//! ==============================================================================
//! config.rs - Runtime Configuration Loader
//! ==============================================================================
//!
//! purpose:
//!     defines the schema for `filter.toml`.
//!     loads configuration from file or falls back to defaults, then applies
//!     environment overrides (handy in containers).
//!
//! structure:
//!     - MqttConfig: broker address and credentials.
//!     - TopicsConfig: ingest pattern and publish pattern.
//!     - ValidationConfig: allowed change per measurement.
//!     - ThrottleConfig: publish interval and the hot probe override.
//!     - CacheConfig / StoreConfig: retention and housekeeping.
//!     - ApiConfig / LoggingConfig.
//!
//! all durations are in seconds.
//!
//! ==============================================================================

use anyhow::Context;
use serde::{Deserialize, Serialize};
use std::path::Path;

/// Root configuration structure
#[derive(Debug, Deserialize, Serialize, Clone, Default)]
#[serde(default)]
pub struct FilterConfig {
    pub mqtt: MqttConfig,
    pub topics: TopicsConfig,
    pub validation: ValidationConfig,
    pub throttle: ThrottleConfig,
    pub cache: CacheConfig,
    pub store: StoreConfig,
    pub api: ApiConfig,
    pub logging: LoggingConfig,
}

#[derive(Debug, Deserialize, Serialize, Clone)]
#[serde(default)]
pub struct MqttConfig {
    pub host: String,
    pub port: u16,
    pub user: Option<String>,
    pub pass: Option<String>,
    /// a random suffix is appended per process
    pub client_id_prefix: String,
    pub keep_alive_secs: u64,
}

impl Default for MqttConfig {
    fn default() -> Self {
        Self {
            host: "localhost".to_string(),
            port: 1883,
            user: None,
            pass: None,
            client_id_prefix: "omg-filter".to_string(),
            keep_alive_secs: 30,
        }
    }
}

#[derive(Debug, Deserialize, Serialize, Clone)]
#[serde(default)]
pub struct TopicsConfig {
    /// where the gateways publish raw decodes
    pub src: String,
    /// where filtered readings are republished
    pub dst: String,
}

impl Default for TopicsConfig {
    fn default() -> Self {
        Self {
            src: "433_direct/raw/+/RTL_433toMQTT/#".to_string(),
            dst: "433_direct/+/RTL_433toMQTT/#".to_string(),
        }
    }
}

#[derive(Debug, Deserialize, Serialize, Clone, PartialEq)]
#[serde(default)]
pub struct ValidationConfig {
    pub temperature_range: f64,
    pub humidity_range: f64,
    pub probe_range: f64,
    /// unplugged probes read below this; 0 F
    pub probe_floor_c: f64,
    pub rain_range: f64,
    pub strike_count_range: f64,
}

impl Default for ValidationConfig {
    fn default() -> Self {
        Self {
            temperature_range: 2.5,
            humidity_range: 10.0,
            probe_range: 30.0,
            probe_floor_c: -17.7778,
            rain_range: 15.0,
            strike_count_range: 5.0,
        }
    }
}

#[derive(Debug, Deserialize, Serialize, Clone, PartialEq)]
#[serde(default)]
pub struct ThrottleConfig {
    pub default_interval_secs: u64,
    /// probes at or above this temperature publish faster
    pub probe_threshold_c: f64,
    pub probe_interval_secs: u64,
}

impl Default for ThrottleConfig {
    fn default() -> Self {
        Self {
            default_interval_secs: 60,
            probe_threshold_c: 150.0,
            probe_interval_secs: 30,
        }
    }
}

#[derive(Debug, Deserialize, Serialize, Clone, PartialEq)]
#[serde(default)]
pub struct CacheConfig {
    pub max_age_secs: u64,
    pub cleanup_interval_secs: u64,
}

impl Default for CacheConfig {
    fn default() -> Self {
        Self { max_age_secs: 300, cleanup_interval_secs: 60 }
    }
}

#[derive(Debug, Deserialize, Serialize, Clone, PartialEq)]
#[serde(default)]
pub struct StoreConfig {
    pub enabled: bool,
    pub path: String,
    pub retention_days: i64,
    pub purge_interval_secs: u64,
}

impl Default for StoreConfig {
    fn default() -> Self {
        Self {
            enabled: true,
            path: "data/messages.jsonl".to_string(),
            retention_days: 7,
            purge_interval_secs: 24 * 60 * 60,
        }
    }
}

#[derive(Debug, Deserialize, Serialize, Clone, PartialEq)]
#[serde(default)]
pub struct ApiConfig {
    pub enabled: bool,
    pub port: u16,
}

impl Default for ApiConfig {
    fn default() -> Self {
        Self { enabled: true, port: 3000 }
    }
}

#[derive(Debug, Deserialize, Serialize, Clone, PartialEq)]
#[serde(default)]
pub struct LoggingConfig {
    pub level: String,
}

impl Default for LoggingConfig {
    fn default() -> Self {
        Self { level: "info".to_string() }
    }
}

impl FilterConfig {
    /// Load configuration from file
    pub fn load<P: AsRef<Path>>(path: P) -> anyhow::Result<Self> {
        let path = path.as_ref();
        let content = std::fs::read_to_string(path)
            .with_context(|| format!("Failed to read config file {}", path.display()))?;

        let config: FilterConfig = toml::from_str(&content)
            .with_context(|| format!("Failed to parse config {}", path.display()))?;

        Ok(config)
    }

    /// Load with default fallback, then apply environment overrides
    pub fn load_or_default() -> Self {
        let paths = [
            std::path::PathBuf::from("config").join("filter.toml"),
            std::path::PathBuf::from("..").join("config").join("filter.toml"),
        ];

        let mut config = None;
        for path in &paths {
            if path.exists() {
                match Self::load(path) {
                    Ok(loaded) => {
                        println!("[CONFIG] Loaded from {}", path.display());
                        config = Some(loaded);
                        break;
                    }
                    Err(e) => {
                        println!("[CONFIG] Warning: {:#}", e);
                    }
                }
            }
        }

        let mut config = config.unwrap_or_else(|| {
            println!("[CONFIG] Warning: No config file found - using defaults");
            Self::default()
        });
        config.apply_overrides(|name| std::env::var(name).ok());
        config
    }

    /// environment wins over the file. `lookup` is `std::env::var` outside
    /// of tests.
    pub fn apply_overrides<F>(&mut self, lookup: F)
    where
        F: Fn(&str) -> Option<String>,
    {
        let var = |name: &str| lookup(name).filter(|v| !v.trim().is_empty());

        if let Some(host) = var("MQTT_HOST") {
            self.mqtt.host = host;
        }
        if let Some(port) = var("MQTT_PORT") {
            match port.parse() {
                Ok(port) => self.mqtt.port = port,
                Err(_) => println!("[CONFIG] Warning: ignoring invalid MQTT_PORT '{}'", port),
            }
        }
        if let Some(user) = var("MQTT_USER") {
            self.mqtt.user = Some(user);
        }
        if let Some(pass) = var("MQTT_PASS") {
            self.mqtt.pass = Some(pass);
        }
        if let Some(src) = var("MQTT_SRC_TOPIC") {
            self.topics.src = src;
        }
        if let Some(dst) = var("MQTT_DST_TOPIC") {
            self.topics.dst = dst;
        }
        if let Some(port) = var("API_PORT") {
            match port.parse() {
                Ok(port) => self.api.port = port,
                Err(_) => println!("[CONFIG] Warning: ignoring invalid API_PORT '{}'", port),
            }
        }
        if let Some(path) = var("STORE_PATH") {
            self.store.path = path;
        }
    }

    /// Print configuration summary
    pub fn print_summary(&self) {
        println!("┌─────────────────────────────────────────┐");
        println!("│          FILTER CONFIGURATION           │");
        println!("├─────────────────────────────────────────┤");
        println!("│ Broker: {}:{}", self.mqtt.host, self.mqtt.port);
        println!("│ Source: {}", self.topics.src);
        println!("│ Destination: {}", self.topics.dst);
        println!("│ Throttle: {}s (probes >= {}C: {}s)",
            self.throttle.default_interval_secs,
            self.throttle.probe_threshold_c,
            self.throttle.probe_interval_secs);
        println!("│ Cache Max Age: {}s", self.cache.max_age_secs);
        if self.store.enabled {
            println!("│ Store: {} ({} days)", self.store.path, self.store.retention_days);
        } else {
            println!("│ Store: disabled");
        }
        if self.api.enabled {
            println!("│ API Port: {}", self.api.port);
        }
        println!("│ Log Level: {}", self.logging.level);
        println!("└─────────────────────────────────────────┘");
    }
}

==================================================

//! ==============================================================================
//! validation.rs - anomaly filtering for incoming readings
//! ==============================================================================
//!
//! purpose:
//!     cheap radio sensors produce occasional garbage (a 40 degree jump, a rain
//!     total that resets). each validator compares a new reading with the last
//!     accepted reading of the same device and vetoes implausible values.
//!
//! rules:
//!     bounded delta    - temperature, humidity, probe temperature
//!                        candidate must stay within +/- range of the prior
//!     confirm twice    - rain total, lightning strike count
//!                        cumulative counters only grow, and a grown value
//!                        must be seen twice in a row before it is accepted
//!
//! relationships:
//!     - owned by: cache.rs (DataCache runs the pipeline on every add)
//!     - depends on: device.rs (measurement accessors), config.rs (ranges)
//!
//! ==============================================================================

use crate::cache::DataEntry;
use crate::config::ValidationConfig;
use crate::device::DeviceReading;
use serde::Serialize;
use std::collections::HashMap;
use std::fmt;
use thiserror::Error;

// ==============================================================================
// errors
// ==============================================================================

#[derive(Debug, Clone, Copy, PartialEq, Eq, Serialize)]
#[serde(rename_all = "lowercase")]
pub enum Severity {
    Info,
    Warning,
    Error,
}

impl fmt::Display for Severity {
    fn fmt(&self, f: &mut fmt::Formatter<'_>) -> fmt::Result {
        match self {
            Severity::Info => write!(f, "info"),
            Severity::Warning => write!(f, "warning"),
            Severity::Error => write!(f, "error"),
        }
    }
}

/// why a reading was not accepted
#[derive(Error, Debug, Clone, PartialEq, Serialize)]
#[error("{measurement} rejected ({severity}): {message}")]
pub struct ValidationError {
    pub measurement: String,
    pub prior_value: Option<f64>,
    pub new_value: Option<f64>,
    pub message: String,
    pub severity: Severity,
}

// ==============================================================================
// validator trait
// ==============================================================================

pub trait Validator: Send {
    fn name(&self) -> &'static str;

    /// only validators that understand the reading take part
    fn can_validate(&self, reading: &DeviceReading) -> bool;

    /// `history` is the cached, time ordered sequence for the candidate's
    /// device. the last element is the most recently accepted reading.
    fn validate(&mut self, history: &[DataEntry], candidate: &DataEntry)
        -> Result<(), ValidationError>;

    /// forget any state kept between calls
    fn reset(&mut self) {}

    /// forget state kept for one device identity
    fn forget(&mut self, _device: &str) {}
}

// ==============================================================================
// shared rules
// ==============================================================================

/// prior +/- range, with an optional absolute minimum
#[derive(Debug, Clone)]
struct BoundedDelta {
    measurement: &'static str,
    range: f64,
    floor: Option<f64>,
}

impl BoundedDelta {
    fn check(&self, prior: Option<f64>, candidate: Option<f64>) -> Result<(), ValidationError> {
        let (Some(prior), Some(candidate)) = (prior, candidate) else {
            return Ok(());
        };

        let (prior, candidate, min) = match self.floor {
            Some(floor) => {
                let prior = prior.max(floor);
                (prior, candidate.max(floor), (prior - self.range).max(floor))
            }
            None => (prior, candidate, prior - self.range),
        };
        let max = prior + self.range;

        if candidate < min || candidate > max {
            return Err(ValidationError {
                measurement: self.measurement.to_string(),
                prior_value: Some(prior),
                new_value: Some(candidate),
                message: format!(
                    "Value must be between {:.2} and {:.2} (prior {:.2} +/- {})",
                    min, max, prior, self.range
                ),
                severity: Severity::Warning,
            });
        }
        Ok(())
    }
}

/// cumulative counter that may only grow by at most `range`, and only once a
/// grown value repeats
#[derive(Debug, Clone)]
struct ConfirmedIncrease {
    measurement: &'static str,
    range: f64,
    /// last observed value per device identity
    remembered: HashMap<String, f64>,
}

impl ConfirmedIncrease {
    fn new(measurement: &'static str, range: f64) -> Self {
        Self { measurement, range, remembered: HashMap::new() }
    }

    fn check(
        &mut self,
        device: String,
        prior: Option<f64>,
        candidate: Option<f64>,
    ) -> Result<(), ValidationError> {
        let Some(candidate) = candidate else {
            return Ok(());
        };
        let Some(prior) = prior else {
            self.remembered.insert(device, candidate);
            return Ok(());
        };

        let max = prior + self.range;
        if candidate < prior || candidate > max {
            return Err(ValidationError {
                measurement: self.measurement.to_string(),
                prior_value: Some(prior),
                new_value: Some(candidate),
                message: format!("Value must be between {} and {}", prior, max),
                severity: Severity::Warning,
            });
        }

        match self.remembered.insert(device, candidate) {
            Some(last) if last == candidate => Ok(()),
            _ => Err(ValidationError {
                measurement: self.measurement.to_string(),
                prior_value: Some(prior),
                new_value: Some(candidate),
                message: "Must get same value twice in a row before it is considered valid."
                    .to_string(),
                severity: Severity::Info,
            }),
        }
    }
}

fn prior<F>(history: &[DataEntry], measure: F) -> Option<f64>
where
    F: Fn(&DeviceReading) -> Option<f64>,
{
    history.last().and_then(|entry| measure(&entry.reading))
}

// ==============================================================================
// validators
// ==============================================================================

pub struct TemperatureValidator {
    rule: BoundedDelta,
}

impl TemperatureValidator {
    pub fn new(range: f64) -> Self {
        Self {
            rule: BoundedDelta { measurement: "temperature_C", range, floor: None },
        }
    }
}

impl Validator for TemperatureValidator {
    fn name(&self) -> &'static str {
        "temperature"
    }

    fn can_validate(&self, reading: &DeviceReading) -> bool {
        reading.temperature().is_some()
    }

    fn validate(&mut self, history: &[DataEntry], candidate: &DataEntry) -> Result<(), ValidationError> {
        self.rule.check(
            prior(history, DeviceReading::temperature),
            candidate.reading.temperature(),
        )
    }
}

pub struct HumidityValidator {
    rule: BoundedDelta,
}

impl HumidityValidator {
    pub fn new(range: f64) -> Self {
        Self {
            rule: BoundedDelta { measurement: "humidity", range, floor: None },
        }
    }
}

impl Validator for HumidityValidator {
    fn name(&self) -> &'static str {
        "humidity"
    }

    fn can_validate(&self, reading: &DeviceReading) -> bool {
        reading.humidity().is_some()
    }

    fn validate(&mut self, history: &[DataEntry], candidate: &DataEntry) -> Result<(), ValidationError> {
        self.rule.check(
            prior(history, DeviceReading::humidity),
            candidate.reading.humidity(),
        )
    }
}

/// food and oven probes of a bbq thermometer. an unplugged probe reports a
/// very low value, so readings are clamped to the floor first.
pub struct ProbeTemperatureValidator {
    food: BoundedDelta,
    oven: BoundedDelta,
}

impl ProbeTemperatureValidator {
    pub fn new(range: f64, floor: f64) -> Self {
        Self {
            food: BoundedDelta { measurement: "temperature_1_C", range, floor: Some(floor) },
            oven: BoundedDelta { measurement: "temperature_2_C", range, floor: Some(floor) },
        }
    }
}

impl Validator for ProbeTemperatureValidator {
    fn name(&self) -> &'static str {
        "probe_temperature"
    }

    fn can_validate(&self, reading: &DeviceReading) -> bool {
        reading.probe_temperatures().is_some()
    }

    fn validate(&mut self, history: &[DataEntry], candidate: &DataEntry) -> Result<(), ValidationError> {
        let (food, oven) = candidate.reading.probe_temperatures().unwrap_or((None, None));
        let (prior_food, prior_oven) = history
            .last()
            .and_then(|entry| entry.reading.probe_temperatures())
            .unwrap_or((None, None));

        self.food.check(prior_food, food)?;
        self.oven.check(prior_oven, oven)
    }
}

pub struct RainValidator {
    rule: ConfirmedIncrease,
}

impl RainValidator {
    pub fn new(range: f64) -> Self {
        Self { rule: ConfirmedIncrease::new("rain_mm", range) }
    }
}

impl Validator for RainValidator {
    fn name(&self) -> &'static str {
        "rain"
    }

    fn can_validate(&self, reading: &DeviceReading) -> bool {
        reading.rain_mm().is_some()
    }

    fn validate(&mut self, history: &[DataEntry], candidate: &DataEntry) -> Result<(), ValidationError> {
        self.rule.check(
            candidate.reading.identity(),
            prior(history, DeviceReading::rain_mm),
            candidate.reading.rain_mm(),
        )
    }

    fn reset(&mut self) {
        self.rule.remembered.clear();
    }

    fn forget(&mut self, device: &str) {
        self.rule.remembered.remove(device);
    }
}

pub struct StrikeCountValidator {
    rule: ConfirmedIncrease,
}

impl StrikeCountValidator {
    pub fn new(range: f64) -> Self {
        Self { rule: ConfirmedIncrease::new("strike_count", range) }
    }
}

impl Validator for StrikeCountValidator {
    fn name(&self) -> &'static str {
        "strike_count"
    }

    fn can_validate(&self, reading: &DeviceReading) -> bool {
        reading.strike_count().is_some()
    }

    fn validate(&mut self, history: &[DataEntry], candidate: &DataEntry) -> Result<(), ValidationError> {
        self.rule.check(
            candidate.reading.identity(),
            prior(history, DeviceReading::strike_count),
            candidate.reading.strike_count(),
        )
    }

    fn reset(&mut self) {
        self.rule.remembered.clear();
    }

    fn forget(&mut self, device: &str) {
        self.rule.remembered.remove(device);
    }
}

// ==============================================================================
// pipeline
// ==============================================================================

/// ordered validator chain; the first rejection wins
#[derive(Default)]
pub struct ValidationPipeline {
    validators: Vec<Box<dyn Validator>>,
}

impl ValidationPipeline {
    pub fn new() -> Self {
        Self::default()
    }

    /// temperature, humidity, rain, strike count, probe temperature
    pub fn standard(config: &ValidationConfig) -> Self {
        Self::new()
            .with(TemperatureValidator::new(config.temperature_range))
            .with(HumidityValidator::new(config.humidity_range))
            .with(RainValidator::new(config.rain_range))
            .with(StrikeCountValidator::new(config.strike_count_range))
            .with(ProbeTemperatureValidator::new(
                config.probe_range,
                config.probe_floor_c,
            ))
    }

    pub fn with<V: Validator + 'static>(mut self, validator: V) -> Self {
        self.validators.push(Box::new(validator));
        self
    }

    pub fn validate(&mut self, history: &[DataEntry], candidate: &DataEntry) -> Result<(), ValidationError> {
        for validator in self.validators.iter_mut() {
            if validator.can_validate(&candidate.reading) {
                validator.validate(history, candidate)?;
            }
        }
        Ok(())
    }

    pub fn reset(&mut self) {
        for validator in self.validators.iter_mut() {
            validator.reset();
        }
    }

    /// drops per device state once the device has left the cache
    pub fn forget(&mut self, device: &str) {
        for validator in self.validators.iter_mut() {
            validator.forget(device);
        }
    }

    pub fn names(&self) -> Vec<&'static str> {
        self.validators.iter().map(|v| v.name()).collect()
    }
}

==================================================

* _TASK OBJECTIVE_:
Copy out all lines of the material above in which "FilterConfig" occurs.

* _ANSWER FOR THE TASK_:
pub struct FilterConfig {
impl FilterConfig {
        let config: FilterConfig = toml::from_str(&content)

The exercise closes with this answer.